You are more likely to find cabbage starts of the more familiar greed and red cabbages at garden centers in the spring, but seeds are available for many asian greens that can be ready to harvest in as little as three weeks.
The Kitizawa catalog lists 21 varieties of pak choi. Some have the typical dark green leaves with crisp white stems., other have reddish, or yellow-green leaves. They have a slight mustardy flavor and are used in many Chinese dishes from soup to noodle dishes to stir-fries. The Chinese also pickle the coarser leaves. Pickling is an important and traditional method of food preservation in China.
We are very aware of the changes in China since we were there, but at the time it was unheard of for vegetables to be eaten raw.

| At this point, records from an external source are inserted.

/// A clocked design the driver steps through, one cycle at a time.
pub trait ClockedModel {
    /// Drives the clock input.
    fn set_clock(&mut self, high: bool);

    /// Settles the design for its current inputs.
    fn eval(&mut self);

    /// True once the design asked to end the simulation.
    fn finished(&self) -> bool {
        false
    }

    /// Runs once after the last cycle.
    fn finalize(&mut self) {}
}

/// Free-running counter that increments on every rising clock edge.
#[derive(Debug, Default)]
pub struct CounterModel {
    clk: bool,
    last_clk: bool,
    count: u64,
    finish_at: Option<u64>,
    finalized: bool,
}

impl CounterModel {
    /// `finish_at == 0` never finishes.
    pub fn new(finish_at: u64) -> Self {
        Self {
            finish_at: (finish_at > 0).then_some(finish_at),
            ..Default::default()
        }
    }

    pub fn count(&self) -> u64 {
        self.count
    }

    pub fn is_finalized(&self) -> bool {
        self.finalized
    }
}

impl ClockedModel for CounterModel {
    fn set_clock(&mut self, high: bool) {
        self.clk = high;
    }

    fn eval(&mut self) {
        if self.clk && !self.last_clk {
            self.count += 1;
        }
        self.last_clk = self.clk;
    }

    fn finished(&self) -> bool {
        self.finish_at.is_some_and(|n| self.count >= n)
    }

    fn finalize(&mut self) {
        self.finalized = true;
    }
}

#[cfg(test)]
mod tests {
    use super::*;

    #[test]
    fn test_counts_rising_edges_once() {
        let mut m = CounterModel::new(2);
        m.eval();
        m.set_clock(true);
        m.eval();
        m.eval();
        assert_eq!(m.count(), 1);
        assert!(!m.finished());
        m.set_clock(false);
        m.eval();
        m.set_clock(true);
        m.eval();
        assert_eq!(m.count(), 2);
        assert!(m.finished());
    }

    #[test]
    fn test_zero_never_finishes() {
        let mut m = CounterModel::new(0);
        for _ in 0..10 {
            m.set_clock(true);
            m.eval();
            m.set_clock(false);
            m.eval();
        }
        assert_eq!(m.count(), 10);
        assert!(!m.finished());
    }
}
use std::io;
use std::time::Duration;

use thiserror::Error;

/// Errors reported by barrier operations.
///
/// Nothing in this crate retries on its own. Callers decide what to do with
/// [`BarrierError::NotFound`], the only kind for which
/// [`BarrierError::is_retryable`] returns `true`.
#[derive(Error, Debug)]
pub enum BarrierError {
    #[error("barrier {uri} not found (leader has not created it yet, or it is stale)")]
    NotFound { uri: String },

    #[error("barrier {uri} is already live with {existing} participants (requested {requested})")]
    AlreadyExists {
        uri: String,
        existing: u32,
        requested: u32,
    },

    #[error("barrier {uri} expects {expected} participants, opener supplied {supplied}")]
    MismatchedParticipantCount {
        uri: String,
        expected: u32,
        supplied: u32,
    },

    #[error("barrier {uri} has been closed")]
    BarrierClosed { uri: String },

    #[error("barrier {uri} timed out after {waited:?} waiting for cycle {cycle}")]
    BarrierTimeout {
        uri: String,
        cycle: u64,
        waited: Duration,
    },

    #[error("barrier {uri} was not closed before its handle went away")]
    ResourceLeak { uri: String },

    #[error("invalid argument: {0}")]
    InvalidArgument(String),

    #[error("invalid barrier uri {0:?}")]
    InvalidUri(String),

    #[error("{uri} does not hold a barrier of this layout: {reason}")]
    Corrupt { uri: String, reason: String },

    #[error("barrier {uri}: {source}")]
    Io {
        uri: String,
        #[source]
        source: io::Error,
    },
}

impl BarrierError {
    /// Only a follower racing ahead of its leader is worth retrying.
    pub fn is_retryable(&self) -> bool {
        matches!(self, BarrierError::NotFound { .. })
    }

    pub(crate) fn io(uri: &str, source: io::Error) -> Self {
        BarrierError::Io {
            uri: uri.to_string(),
            source,
        }
    }
}

pub type Result<T> = std::result::Result<T, BarrierError>;
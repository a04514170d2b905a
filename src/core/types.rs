use serde::{Deserialize, Serialize};

#[derive(Copy, Clone, Debug, Default, Eq, PartialEq, Serialize, Deserialize)]
#[serde(rename_all = "kebab-case")]
pub enum LifeEventKind {
    #[default]
    #[serde(alias = "oneTime", alias = "one_time", alias = "once")]
    OneTime,
    Recurring,
}

#[derive(Debug, Clone, Default, PartialEq, Serialize, Deserialize)]
#[serde(default, rename_all = "camelCase")]
pub struct LifeEvent {
    pub name: String,
    pub age: f64,
    /// Cost in today's money; annual for recurring events.
    pub cost: f64,
    #[serde(alias = "type")]
    pub kind: LifeEventKind,
    /// Last age a recurring event is paid. Values at or below `age` mean
    /// "until life expectancy".
    pub end_age: Option<f64>,
}

#[derive(Debug, Clone, Default, PartialEq, Serialize, Deserialize)]
#[serde(default, rename_all = "camelCase")]
pub struct Liability {
    pub name: String,
    pub monthly_installment: f64,
    pub outstanding_balance: f64,
    pub payoff_age: f64,
}

#[derive(Debug, Clone, Default, PartialEq, Serialize, Deserialize)]
#[serde(default, rename_all = "camelCase")]
pub struct CustomAsset {
    pub name: String,
    pub value: f64,
    pub annual_return: f64,
    pub tax_rate: f64,
}

/// A single plan. Rates are fractions (0.12 is 12%); money is in nominal
/// units of today's currency.
#[derive(Debug, Clone, Default, PartialEq, Serialize, Deserialize)]
#[serde(default, rename_all = "camelCase")]
pub struct PlanConfiguration {
    pub current_age: u32,
    pub target_retirement_age: u32,
    pub life_expectancy: u32,

    pub equity_balance: f64,
    pub stable_balance: f64,
    pub custom_assets: Vec<CustomAsset>,
    pub emergency_fund: f64,

    pub monthly_contribution_equity: f64,
    pub monthly_contribution_stable: f64,
    pub contribution_step_up: f64,

    pub annual_income: f64,
    pub salary_growth: f64,
    pub current_annual_expenses: f64,
    pub retirement_annual_expenses: f64,

    pub equity_return: f64,
    pub stable_return: f64,
    pub equity_tax_rate: f64,
    pub stable_tax_rate: f64,
    pub inflation_rate: f64,
    pub safe_withdrawal_rate: f64,

    pub liabilities: Vec<Liability>,
    pub life_events: Vec<LifeEvent>,

    pub stress_test: bool,
    pub tax_harvesting: bool,
}

pub const MAX_RETIREMENT_AGE: u32 = 100;
pub const MIN_SAFE_WITHDRAWAL_RATE: f64 = 0.001;

impl PlanConfiguration {
    pub fn effective_retirement_age(&self) -> u32 {
        self.target_retirement_age
            .max(self.current_age.saturating_add(1))
            .min(MAX_RETIREMENT_AGE)
    }

    pub fn safe_withdrawal_rate_floored(&self) -> f64 {
        self.safe_withdrawal_rate.max(MIN_SAFE_WITHDRAWAL_RATE)
    }

    pub fn months_to_retirement(&self) -> u32 {
        self.effective_retirement_age().saturating_sub(self.current_age) * 12
    }
}

#[derive(Debug, Clone, PartialEq, Serialize, Deserialize)]
#[serde(rename_all = "camelCase")]
pub struct YearSnapshot {
    pub age: u32,
    pub balance: f64,
    pub real_balance: f64,
    pub equity: f64,
    pub stable: f64,
    pub custom: f64,
    pub emergency: f64,
    pub real_emergency: f64,
    pub target: Option<f64>,
    pub real_target: Option<f64>,
    pub withdrawal: f64,
    pub real_withdrawal: f64,
    pub contribution: f64,
    pub event: f64,
    pub debt: f64,
}

#[derive(Debug, Clone, Default, PartialEq, Serialize, Deserialize)]
#[serde(rename_all = "camelCase")]
pub struct Remediation {
    pub save_more: f64,
    /// Extra working years; `None` when no later snapshot reaches the target.
    pub work_longer: Option<u32>,
    pub spend_less: f64,
}

#[derive(Debug, Clone, PartialEq, Serialize, Deserialize)]
#[serde(rename_all = "camelCase")]
pub struct ProjectionResult {
    pub projection: Vec<YearSnapshot>,
    pub gap: f64,
    pub real_gap: f64,
    pub corpus_at_retirement: f64,
    pub target_at_retirement: f64,
    pub fire_age: Option<f64>,
    pub bankruptcy_age: Option<f64>,
    pub remediation: Remediation,
    pub emergency_coverage_at_retirement: f64,
    pub step_up_exceeds_salary_growth: bool,
    pub contributions_capped: bool,
    pub harvesting_bonus_wealth: Option<f64>,
}

#[derive(Debug, Clone, Copy, PartialEq, Serialize, Deserialize)]
#[serde(rename_all = "camelCase")]
pub struct MonteCarloResult {
    /// Percentage of trials, 0 to 100.
    pub success_rate: f64,
    pub median_final_corpus: f64,
    pub worst_case_final_corpus: f64,
    pub trials: u32,
}
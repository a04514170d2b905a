mod dispatch;
mod engine;
mod monte_carlo;
mod rates;
mod solver;
mod types;

pub use dispatch::{DEFAULT_DEBOUNCE, DeliveredResult, MonteCarloDispatcher};
pub use engine::{MAX_PROJECTION_MONTHS, project, projection_months};
pub use monte_carlo::{
    DEFAULT_TRIALS, percentile, simulate, simulate_seeded, simulate_until, simulate_with_rng,
};
pub use rates::{RateModel, effective_annual_return, monthly_rate};
pub use solver::{solve_required_contribution, stepped_future_value};
pub use types::{
    CustomAsset, Liability, LifeEvent, LifeEventKind, MonteCarloResult, PlanConfiguration,
    ProjectionResult, Remediation, YearSnapshot,
};
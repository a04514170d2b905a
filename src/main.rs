use std::path::PathBuf;

use clap::{Parser, Subcommand};
use fireplan::api::{
    PlanError, plan_from_json, resolve_trials, run_http_server, run_monte_carlo, run_projection,
};
use fireplan::api::export::projection_csv;
use fireplan::core::PlanConfiguration;
use thiserror::Error;
use tracing::{error, info};
use tracing_subscriber::EnvFilter;

#[derive(Debug, Error)]
enum CliError {
    #[error("failed to read plan {path}: {source}")]
    ReadPlan {
        path: PathBuf,
        source: std::io::Error,
    },
    #[error(transparent)]
    Plan(#[from] PlanError),
    #[error("failed to encode output: {0}")]
    Encode(#[from] serde_json::Error),
    #[error("server error: {0}")]
    Server(std::io::Error),
    #[error("monte carlo worker failed: {0}")]
    Worker(#[from] tokio::task::JoinError),
}

#[derive(Parser, Debug)]
#[command(
    name = "fireplan",
    about = "Monthly retirement projection with gap remediation and Monte Carlo odds"
)]
struct Cli {
    #[command(subcommand)]
    command: Command,
}

#[derive(Subcommand, Debug)]
enum Command {
    /// Serve the JSON API.
    Serve {
        #[arg(long, default_value_t = 8080)]
        port: u16,
    },
    /// Run the deterministic projection for a plan file.
    Project {
        #[arg(long)]
        plan: PathBuf,
        #[arg(long, help = "Emit the yearly projection as CSV instead of JSON")]
        csv: bool,
    },
    /// Estimate the plan's success rate under randomized returns.
    MonteCarlo {
        #[arg(long)]
        plan: PathBuf,
        #[arg(long)]
        trials: Option<u32>,
        #[arg(long)]
        seed: Option<u64>,
    },
}

fn load_plan(path: PathBuf) -> Result<PlanConfiguration, CliError> {
    let json = std::fs::read_to_string(&path).map_err(|source| CliError::ReadPlan {
        path: path.clone(),
        source,
    })?;
    Ok(plan_from_json(&json)?)
}

async fn run(cli: Cli) -> Result<(), CliError> {
    match cli.command {
        Command::Serve { port } => run_http_server(port).await.map_err(CliError::Server),
        Command::Project { plan, csv } => {
            let plan = load_plan(plan)?;
            let result = run_projection(&plan);
            info!(gap = result.gap, fire_age = ?result.fire_age, "projection finished");
            if csv {
                print!("{}", projection_csv(&result));
            } else {
                println!("{}", serde_json::to_string_pretty(&result)?);
            }
            Ok(())
        }
        Command::MonteCarlo { plan, trials, seed } => {
            let plan = load_plan(plan)?;
            let trials = resolve_trials(trials)?;
            let result =
                tokio::task::spawn_blocking(move || run_monte_carlo(&plan, trials, seed))
                    .await?;
            println!("{}", serde_json::to_string_pretty(&result)?);
            Ok(())
        }
    }
}

#[tokio::main]
async fn main() {
    let filter = EnvFilter::try_from_default_env().unwrap_or_else(|_| EnvFilter::new("info"));
    tracing_subscriber::fmt()
        .with_env_filter(filter)
        .with_writer(std::io::stderr)
        .init();

    if let Err(e) = run(Cli::parse()).await {
        error!("{e}");
        std::process::exit(1);
    }
}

We assume this was a cultural habit because the Chinese traditionally used ‘night soil’ or cleanings from outhouses and such as fertilizer on farms. Even in 1989 we occasionally saw a man on a bicycle hauling his ‘honey pots’ filled with night soil from the city out to the nearby farms.
Locally, we can buy asian greens like mizuna, tatsoi, and komatsuna which are often used in salad mixes, but can also be grown for another couple of weeks for cooking. Pak choi seeds are including in the Botanical Interests Seeds Savory Mix of microgreens that I have growing in our guest room. More on that another day.
Cabbage is a nutritious vegetable that provides a big helping of vitamins, minerals and fiber. I cannot speak to the value of the cabbage boiled up the way I saw it served from the Women of China canteen, but I can say that growing cabbage, Chinese or American, and gently cooking it will give us all a big nutritional boost.
Between the Rows February 15, 2014
I always like to hear you China stories. All that cabbage. Amazing. I like cabbage but a forced diet of cabbage would be too much.
I’m glad you got back a distance to see our adventures in China. There was always a lot of Beijing surprises, both in 1989 and 1995 when women were holding their great program – Beijing’s Women’s Conference. The Beijing people were afraid that women would be carrying on without clothes – or at least no ‘blouses’. Both times – Fascinating.